It seems a reasonable judgment that if the head of the National Institute of Allergy and Infectious Diseases was funding research that would manufacture viruses capable of starting deadly pandemics in unsafe laboratories connected to military bioweapons programs in totalitarian foreign countries increasingly hostile to the United States, and this information was known after one of those viruses broke out and started a deadly pandemic, a personnel change would have been in order.

It’s also a reasonable judgment that if the fact pattern established by Wade is legitimate — and this column has seen nothing convincing to the contrary — Anthony Fauci is responsible for the deaths of a half-million Americans, trillions of dollars in economic losses, the indirect influence of a result in an American presidential election, and untold damage to national morale, civil liberties, and trust in medicine, research, and governmental authority.

A whole lot of which was known well before the 2020 presidential election.

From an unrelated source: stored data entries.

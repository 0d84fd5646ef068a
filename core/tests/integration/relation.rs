use std::path::PathBuf;

use hashspill_core::{
    bucket_for_hash, framed_len, KeyHasher, PartitionedRelation, RapidKeyHasher, RelationConfig,
    Row, RowCodec, SpillError, TempDirAllocator, Value,
};

use crate::common::{maybe_setup_tracing, random_rows, rng_from_env, row_id, row_key};

fn replay_all(relation: &PartitionedRelation<RowCodec>) -> Vec<Row> {
    let mut rows = Vec::new();
    for partition in relation {
        for row in partition.get_data().unwrap() {
            rows.push(row.unwrap());
        }
    }
    rows
}

fn check_relation(relation: &PartitionedRelation<RowCodec>, input: &[Row], seed: u64) {
    // Every row lands in the bucket its key hashes to.
    for partition in relation {
        for row in partition.get_data().unwrap() {
            let row = row.unwrap();
            let hash = RapidKeyHasher.hash_key(&row_key(&row));
            assert_eq!(
                bucket_for_hash(hash, relation.len()),
                partition.idx(),
                "seed {seed}: row {} in the wrong partition",
                row_id(&row)
            );
        }
    }

    // Nothing lost, nothing duplicated.
    let mut replayed = replay_all(relation);
    replayed.sort_by_key(row_id);
    assert_eq!(replayed.len(), input.len(), "seed {seed}");
    assert!(replayed.iter().zip(input).all(|(a, b)| a == b), "seed {seed}");

    // Spilled chunks plus the in-memory tails account for every framed byte.
    let on_disk: usize = relation
        .iter()
        .flat_map(|p| p.chunk_sizes().iter().copied())
        .sum();
    let in_memory: usize = relation.iter().map(|p| p.buffered_bytes()).sum();
    let expected: usize = input.iter().map(|r| framed_len(&RowCodec, r)).sum();
    assert_eq!(on_disk + in_memory, expected, "seed {seed}");

    let stats = relation.stats();
    assert_eq!(stats.records_received, input.len() as u64);
    assert_eq!(stats.records_discarded, 0);
    assert_eq!(stats.bytes_spilled, on_disk as u64);
}

#[test]
fn test_default_config_end_to_end() {
    maybe_setup_tracing();
    let (mut rng, seed) = rng_from_env();
    let input = random_rows(&mut rng, 10_000);
    let allocator = TempDirAllocator::new().unwrap();
    let config = RelationConfig::default();
    assert_eq!(config.partition_count, 64);
    assert_eq!(config.block_size, 64_000);

    let mut relation =
        PartitionedRelation::build(input.clone(), row_key, RowCodec, &config, &allocator).unwrap();
    assert_eq!(relation.len(), 64);
    check_relation(&relation, &input, seed);

    // Replaying again yields the same content.
    let mut first = replay_all(&relation);
    let mut second = replay_all(&relation);
    first.sort_by_key(row_id);
    second.sort_by_key(row_id);
    assert_eq!(first, second);

    relation.close_all_partitions().unwrap();
}

#[test]
fn test_small_block_size_forces_spills() {
    maybe_setup_tracing();
    let (mut rng, seed) = rng_from_env();
    let input = random_rows(&mut rng, 10_000);
    let allocator = TempDirAllocator::new().unwrap();
    let config = RelationConfig {
        partition_count: 16,
        block_size: 512,
        ..RelationConfig::default()
    };

    let mut relation =
        PartitionedRelation::build(input.clone(), row_key, RowCodec, &config, &allocator).unwrap();
    let stats = relation.stats();
    assert_eq!(stats.spilled_partitions, 16, "seed {seed}");
    for partition in &relation {
        assert!(partition.is_spilled());
        assert!(partition.chunk_sizes().len() > 1);
        // Once spilled, close_input flushes the tail to disk as well.
        assert_eq!(partition.buffered_records(), 0);
        let file_len = std::fs::metadata(partition.path()).unwrap().len();
        assert_eq!(
            file_len,
            partition.chunk_sizes().iter().sum::<usize>() as u64
        );
    }
    check_relation(&relation, &input, seed);

    relation.close_all_partitions().unwrap();
}

#[test]
fn test_single_partition_keeps_input_order() {
    let allocator = TempDirAllocator::new().unwrap();
    let config = RelationConfig {
        partition_count: 1,
        block_size: 200,
        ..RelationConfig::default()
    };
    let input: Vec<Row> = (0..500)
        .map(|i| Row::new(vec![Value::Integer(i), Value::Integer(-i)]))
        .collect();

    let relation =
        PartitionedRelation::build(input.clone(), row_key, RowCodec, &config, &allocator).unwrap();
    assert!(relation.partition(0).unwrap().is_spilled());
    assert_eq!(replay_all(&relation), input);
}

#[test]
fn test_empty_input() {
    let allocator = TempDirAllocator::new().unwrap();
    let mut relation = PartitionedRelation::build(
        Vec::<Row>::new(),
        row_key,
        RowCodec,
        &RelationConfig::default(),
        &allocator,
    )
    .unwrap();
    for partition in &relation {
        assert!(partition.is_input_closed());
        assert!(partition.chunk_sizes().is_empty());
        assert_eq!(partition.get_data().unwrap().count(), 0);
    }
    relation.close_all_partitions().unwrap();
}

#[test]
fn test_negative_hashes_route_in_range() {
    let allocator = TempDirAllocator::new().unwrap();
    let config = RelationConfig {
        partition_count: 7,
        ..RelationConfig::default()
    };
    let input: Vec<Row> = (-1000i64..1000)
        .map(|i| Row::new(vec![Value::Integer(i), Value::Integer(i)]))
        .collect();
    let identity = |key: &i64| *key;

    let relation = PartitionedRelation::build_with_hasher(
        input,
        |row: &Row| row_id(row),
        &identity,
        RowCodec,
        &config,
        &allocator,
    )
    .unwrap();

    let mut total = 0;
    for partition in &relation {
        for row in partition.get_data().unwrap() {
            let id = row_id(&row.unwrap());
            assert_eq!(id.rem_euclid(7) as usize, partition.idx());
            total += 1;
        }
    }
    assert_eq!(total, 2000);
}

#[test]
fn test_zero_partitions_is_invalid_argument() {
    let allocator = TempDirAllocator::new().unwrap();
    let config = RelationConfig {
        partition_count: 0,
        ..RelationConfig::default()
    };
    let result =
        PartitionedRelation::build(Vec::<Row>::new(), row_key, RowCodec, &config, &allocator);
    assert!(matches!(result, Err(SpillError::InvalidArgument(_))));
    assert_eq!(std::fs::read_dir(allocator.path()).unwrap().count(), 0);
}

#[test]
fn test_close_all_removes_files() {
    maybe_setup_tracing();
    let (mut rng, _) = rng_from_env();
    let allocator = TempDirAllocator::new().unwrap();
    let config = RelationConfig {
        partition_count: 8,
        block_size: 256,
        ..RelationConfig::default()
    };
    let mut relation = PartitionedRelation::build(
        random_rows(&mut rng, 2_000),
        row_key,
        RowCodec,
        &config,
        &allocator,
    )
    .unwrap();

    let paths: Vec<PathBuf> = relation.iter().map(|p| p.path().to_path_buf()).collect();
    assert!(paths.iter().all(|p| p.exists()));

    relation.close_all_partitions().unwrap();
    assert!(paths.iter().all(|p| !p.exists()));
    assert_eq!(std::fs::read_dir(allocator.path()).unwrap().count(), 0);

    // Closed partitions refuse replay; closing again is harmless.
    for partition in &relation {
        assert!(matches!(
            partition.get_data(),
            Err(SpillError::InvalidState(_))
        ));
    }
    relation.close_all_partitions().unwrap();
}

#[test]
fn test_dropping_relation_removes_files() {
    let dir = tempfile::tempdir().unwrap();
    let allocator = TempDirAllocator::new_in(dir.path()).unwrap();
    let config = RelationConfig {
        partition_count: 4,
        block_size: 64,
        ..RelationConfig::default()
    };
    let input: Vec<Row> = (0..200)
        .map(|i| Row::new(vec![Value::Integer(i), Value::Integer(i)]))
        .collect();
    let relation = PartitionedRelation::build(input, row_key, RowCodec, &config, &allocator).unwrap();
    assert_eq!(std::fs::read_dir(allocator.path()).unwrap().count(), 4);
    drop(relation);
    assert_eq!(std::fs::read_dir(allocator.path()).unwrap().count(), 0);
}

I’m not trying to belabor the point here or to castigate Trump. All of this stuff is very much “in the weeds,” and it’s the kind of thing it’s tough to ask the president to step in specifically and fix.

But somebody on the president’s staff needed to examine the available information and recognize the horrifying implications of what had happened before Anthony Fauci was allowed to be put forward as the face of America’s COVID-19 response.

Trump, through that staffer or personally, needed to make a phone call to Collins telling him Fauci’s time was up and he needed to resign, and Collins needed to make that happen quietly. And if that didn’t happen, then both Fauci and Collins would be very noisily packed off to retirement, complete with a Justice Department investigation of their role in funding Dr. Shi, China’s virus-manipulating “bat lady,” through Peter Daszak’s Frankensteinian EcoHealth Alliance.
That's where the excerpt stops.